By Michael Martina and Simon Lewis
WASHINGTON, Feb 4 (Reuters) – U.S. Vice President JD Vance on Wednesday unveiled plans to marshal allies into a preferential trade bloc for critical minerals, proposing coordinated price floors as Washington escalates efforts to loosen China’s grip on materials crucial to advanced manufacturing.
The Washington meeting comes after President Donald Trump on Monday launched a strategic stockpile of critical minerals, called Project Vault, backed by $10 billion in seed funding from the U.S. Export-Import Bank and $2 billion in private funding.
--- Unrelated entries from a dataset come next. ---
impl<C: Communicator> Engine<C> {
    /// Combine `count` elements of `dtype` from every rank with `op` and
    /// leave the result in every rank's receive buffer. Collective.
    ///
    /// Non-commutative operators are applied in rank order.
    ///
    /// # Safety
    /// `recv_ptr`, and the send pointer unless `send` is
    /// [`SendBuf::InPlace`], must be valid for `count` elements of `dtype`
    /// for the duration of the call and must not overlap each other.
    pub async unsafe fn allreduce(
        &self,
        comm: &C,
        send: SendBuf,
        recv_ptr: u64,
        count: usize,
        dtype: DataType,
        op: &dyn Operator,
    ) -> Result<()> {
        if !op.supports(dtype) {
            return Err(StrataError::UnsupportedDType {
                dtype,
                op: "allreduce",
            });
        }
        let bytes = payload_bytes(count, dtype)?;
        let adapter = &*self.adapter;
        let operands = Operands {
            send: match send {
                SendBuf::InPlace => None,
                SendBuf::Ptr(ptr) => Some(unsafe { DeviceBuf::new(adapter, ptr, bytes) }),
            },
            recv: unsafe { DeviceBuf::new(adapter, recv_ptr, bytes) },
            count,
            dtype,
            op,
        };
        let fast_path = dtype.is_predefined()
            && !operands.recv.is_device()
            && !operands.send.as_ref().is_some_and(DeviceBuf::is_device);

        let (algo, entry) = self
            .route_allreduce(comm, bytes, op.is_commutative(), fast_path)
            .await?;
        self.record(Plan::Allreduce(algo));
        debug!(comm = comm.id(), bytes, op = op.name(), ?algo, "allreduce plan");

        match (algo, entry) {
            (AllreduceAlgorithm::Copy, _) => {
                if let Some(send) = &operands.send {
                    operands.recv.store(&send.load()?)?;
                }
                Ok(())
            }
            (AllreduceAlgorithm::ShmStaged, Some(mut entry)) => {
                self.shm_staged(comm, &mut entry, &operands).await
            }
            (AllreduceAlgorithm::SingleCopyScatter, Some(mut entry)) => {
                self.single_copy_scatter(comm, &mut entry, &operands).await
            }
            (AllreduceAlgorithm::SingleCopyHierarchical, Some(mut entry)) => {
                self.single_copy_hierarchical(comm, &mut entry, &operands)
                    .await
            }
            (algo, _) => p2p_allreduce(comm, &operands, algo).await,
        }
    }

    /// Allreduce between two host slices of equal length.
    pub async fn allreduce_slice<T: Copy + Send + Sync>(
        &self,
        comm: &C,
        send: &[T],
        recv: &mut [T],
        dtype: DataType,
        op: &dyn Operator,
    ) -> Result<()> {
        let bytes = std::mem::size_of_val(recv);
        if std::mem::size_of_val(send) != bytes {
            return Err(StrataError::BufferSizeMismatch {
                expected: bytes,
                actual: std::mem::size_of_val(send),
            });
        }
        let count = bytes / dtype.size_in_bytes().max(1);
        check_slice(bytes, count, dtype)?;
        unsafe {
            self.allreduce(
                comm,
                SendBuf::Ptr(send.as_ptr() as u64),
                recv.as_mut_ptr() as u64,
                count,
                dtype,
                op,
            )
            .await
        }
    }

    /// Allreduce a host slice in place.
    pub async fn allreduce_in_place<T: Copy + Send + Sync>(
        &self,
        comm: &C,
        data: &mut [T],
        dtype: DataType,
        op: &dyn Operator,
    ) -> Result<()> {
        let bytes = std::mem::size_of_val(data);
        let count = bytes / dtype.size_in_bytes().max(1);
        check_slice(bytes, count, dtype)?;
        unsafe {
            self.allreduce(
                comm,
                SendBuf::InPlace,
                data.as_mut_ptr() as u64,
                count,
                dtype,
                op,
            )
            .await
        }
    }

    /// The strategy `allreduce` would use for host buffers, building the
    /// hierarchy if needed. Collective.
    pub async fn plan_allreduce(
        &self,
        comm: &C,
        count: usize,
        dtype: DataType,
        op: &dyn Operator,
    ) -> Result<AllreduceAlgorithm> {
        let bytes = payload_bytes(count, dtype)?;
        let (algo, _) = self
            .route_allreduce(comm, bytes, op.is_commutative(), dtype.is_predefined())
            .await?;
        Ok(algo)
    }

    /// Decide the algorithm. Hierarchy-dependent plans come back with the
    /// communicator's entry locked.
    async fn route_allreduce(
        &self,
        comm: &C,
        bytes: usize,
        commutative: bool,
        fast_path: bool,
    ) -> Result<(AllreduceAlgorithm, Option<OwnedMutexGuard<CacheEntry<C>>>)> {
        let mut shape = AllreduceShape {
            size: comm.size() as usize,
            bytes,
            commutative,
            fast_path,
            num_nodes: None,
            can_map: self.memory.can_map(),
        };
        let table = &self.tables.allreduce;
        let flat = table.decide(&self.config, &shape);
        if flat != AllreduceAlgorithm::ReduceScatterAllgather || comm.size() < MIN_HIERARCHY_SIZE {
            return Ok((flat, None));
        }
        let Some(entry) = self.cache.entry(comm.id()).await else {
            return Ok((flat, None));
        };
        let mut entry = entry.lock_owned().await;
        let hierarchy = entry.any_hierarchy(comm, self.config.sg_count()).await?;
        shape.num_nodes = Some(hierarchy.num_nodes());
        let algo = table.decide(&self.config, &shape);
        Ok((algo, Some(entry)))
    }

    /// Two-level reduction through the shared region, then a flat
    /// broadcast inside each NUMA group.
    ///
    /// Members stage contributions in their NUMA leader's row; the leader
    /// folds them in slot order and stages the partial; NUMA leaders fold
    /// every partial in slot order, so all of them hold the same bytes.
    async fn shm_staged(
        &self,
        comm: &C,
        entry: &mut CacheEntry<C>,
        operands: &Operands<'_>,
    ) -> Result<()> {
        let (h, region) = entry.with_region(&self.memory, comm.id())?;
        let shm = h.shm();
        let (count, bytes) = (operands.count, operands.bytes());

        // Every node rank advances every area, taking part or not.
        let up = region.advance(FlagArea::Up);
        let partials_ready = region.advance(FlagArea::Down);
        let partials_read = region.advance(FlagArea::Down);

        let me = shm.slot;
        let leader = shm.l1.first().copied().unwrap_or(me);
        unsafe { region.write_contribution(leader, me, &operands.contribution()?)? };
        rendezvous(region, &shm.l1, FlagArea::Up, up).await?;

        if shm.is_l1_leader() {
            let mut acc = None;
            for member in ShmGroups::ascending(&shm.l1) {
                let c = unsafe { region.read_contribution(leader, member, bytes)? };
                operands.fold(&mut acc, &c, count)?;
            }
            let mut result = acc.unwrap_or_default();

            if shm.l2.len() > 1 {
                unsafe { region.write_staging(me, &result)? };
                rendezvous(region, &shm.l2, FlagArea::Down, partials_ready).await?;
                let mut total = None;
                for peer in ShmGroups::ascending(&shm.l2) {
                    let partial = unsafe { region.read_staging(peer, bytes)? };
                    operands.fold(&mut total, &partial, count)?;
                }
                rendezvous(region, &shm.l2, FlagArea::Down, partials_read).await?;
                result = total.unwrap_or_default();
            }
            operands.recv.store(&result)?;
        }

        linear_broadcast(h.numa(), &operands.recv, 0, tags::ALLREDUCE).await
    }

    /// Buffers to expose for single-copy access: the user buffers, or both
    /// halves of the entry's scratch buffer with the contribution staged in
    /// the upper half.
    fn single_copy_buffers(
        &self,
        entry: &mut CacheEntry<C>,
        operands: &Operands<'_>,
    ) -> Result<(u64, u64)> {
        if self.config.smsc_use_sr_buf {
            let recv = operands.recv.addr();
            let send = operands.send.as_ref().map_or(recv, DeviceBuf::addr);
            return Ok((send, recv));
        }
        let scratch = entry.scratch_addr(self.config.smsc_buf_size);
        let half = (self.config.smsc_buf_size / 2) as u64;
        let data = operands.contribution()?;
        // Scratch is owned by the locked entry and sized above 2 * bytes.
        unsafe {
            std::ptr::copy_nonoverlapping(data.as_ptr(), (scratch + half) as *mut u8, data.len());
        }
        Ok((scratch + half, scratch))
    }

    /// Each rank reduces one chunk straight out of every peer's send
    /// buffer, then every rank gathers all chunks from the peers' receive
    /// buffers.
    async fn single_copy_scatter(
        &self,
        comm: &C,
        entry: &mut CacheEntry<C>,
        operands: &Operands<'_>,
    ) -> Result<()> {
        let (send, recv) = self.single_copy_buffers(entry, operands)?;
        let memory = &*self.memory;
        let exposure = Exposure::exchange(comm, memory, send, recv, operands.bytes()).await?;
        let result = self.scatter_with(comm, &exposure, operands).await;
        exposure.release(memory);
        result
    }

    async fn scatter_with(
        &self,
        comm: &C,
        exposure: &Exposure,
        operands: &Operands<'_>,
    ) -> Result<()> {
        let size = comm.size() as usize;
        let rank = comm.rank() as usize;
        let elem = operands.dtype.size_in_bytes();
        let chunks = ChunkLayout::new(operands.count, size);

        let (off, n) = (chunks.offset(rank) * elem, chunks.chunk_count(rank));
        if n > 0 {
            let mut acc = None;
            for peer in 0..size {
                let src = unsafe { exposure.peer(peer)?.send.bytes(off, n * elem)? };
                operands.fold(&mut acc, src, n)?;
            }
            if let Some(acc) = acc {
                unsafe { exposure.peer(rank)?.recv.write(off, &acc)? };
            }
        }
        barrier(comm, tags::BARRIER).await?;

        for peer in 0..size {
            // Own chunk already sits in the user receive buffer.
            if self.config.smsc_use_sr_buf && peer == rank {
                continue;
            }
            let (off, n) = (chunks.offset(peer) * elem, chunks.chunk_count(peer));
            if n == 0 {
                continue;
            }
            let chunk = unsafe { exposure.peer(peer)?.recv.bytes(off, n * elem)? };
            operands.recv.store_at(off, chunk)?;
        }
        barrier(comm, tags::BARRIER).await
    }

    /// Reduce inside each NUMA group into the group leader's receive
    /// buffer, then across NUMA leaders into the node leader's, then
    /// broadcast from the node leader.
    async fn single_copy_hierarchical(
        &self,
        comm: &C,
        entry: &mut CacheEntry<C>,
        operands: &Operands<'_>,
    ) -> Result<()> {
        let (owner, group_leader, numa_members, numa_leaders) = {
            let h = entry
                .hierarchy()
                .ok_or_else(|| StrataError::Split("no hierarchy cached".into()))?;
            let layout = h.layout();
            let me = comm.rank();
            let numa_members = layout.members(Tier::Numa, layout.group_of(Tier::Numa, me));
            let mut numa_leaders: Vec<_> = layout.leaders(Tier::Numa).to_vec();
            numa_leaders.sort_unstable();
            let group_leader = layout.leader_of(Tier::Numa, me);
            (h.root(), group_leader, numa_members, numa_leaders)
        };

        let (send, recv) = self.single_copy_buffers(entry, operands)?;
        let memory = &*self.memory;
        let exposure = Exposure::exchange(comm, memory, send, recv, operands.bytes()).await?;
        let staged = async {
            let me = comm.rank();
            let elem = operands.dtype.size_in_bytes();

            // Stage 1: one chunk per NUMA member, into the group leader.
            if let Some(i) = numa_members.iter().position(|&r| r == me) {
                let chunks = ChunkLayout::new(operands.count, numa_members.len());
                let (off, n) = (chunks.offset(i) * elem, chunks.chunk_count(i));
                if n > 0 {
                    let mut acc = None;
                    for &m in &numa_members {
                        let src = unsafe { exposure.peer(m as usize)?.send.bytes(off, n * elem)? };
                        operands.fold(&mut acc, src, n)?;
                    }
                    if let Some(acc) = acc {
                        let dst = &exposure.peer(group_leader as usize)?.recv;
                        unsafe { dst.write(off, &acc)? };
                    }
                }
            }
            barrier(comm, tags::BARRIER).await?;

            // Stage 2: one chunk per NUMA leader, into the owner.
            if let Some(j) = numa_leaders.iter().position(|&r| r == me) {
                let chunks = ChunkLayout::new(operands.count, numa_leaders.len());
                let (off, n) = (chunks.offset(j) * elem, chunks.chunk_count(j));
                if n > 0 {
                    let mut acc = None;
                    for &l in &numa_leaders {
                        let src = unsafe { exposure.peer(l as usize)?.recv.bytes(off, n * elem)? };
                        operands.fold(&mut acc, src, n)?;
                    }
                    if let Some(acc) = acc {
                        let dst = &exposure.peer(owner as usize)?.recv;
                        unsafe { dst.write(off, &acc)? };
                    }
                }
            }
            barrier(comm, tags::BARRIER).await?;

            if !self.config.smsc_use_sr_buf && me == owner {
                let reduced = unsafe { exposure.peer(owner as usize)?.recv.bytes(0, operands.bytes())? };
                operands.recv.store(reduced)?;
            }
            Ok::<(), StrataError>(())
        }
        .await;
        exposure.release(memory);
        staged?;

        let recv = &operands.recv;
        let algo = self
            .plan_locked(comm, entry, recv, operands.dtype, owner)
            .await?;
        self.run_locked(comm, entry, recv, owner, algo).await
    }
}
China has wielded its chokehold on the processing of many minerals as geo-economic leverage, at times curbing exports, suppressing prices and undercutting other countries’ ability to diversify sources of the materials used to make semiconductors, electric vehicles and advanced weapons.
“We want to eliminate that problem of people flooding into our markets with cheap critical minerals to undercut our domestic manufacturers,” Vance told the gathering of visiting ministers in Washington without mentioning China.
“We will establish reference prices for critical minerals at each stage of production, pricing that reflects real-world fair market value, and for members of the preferential zone, these reference prices will operate as a floor maintained through adjustable tariffs to uphold pricing integrity,” Vance said.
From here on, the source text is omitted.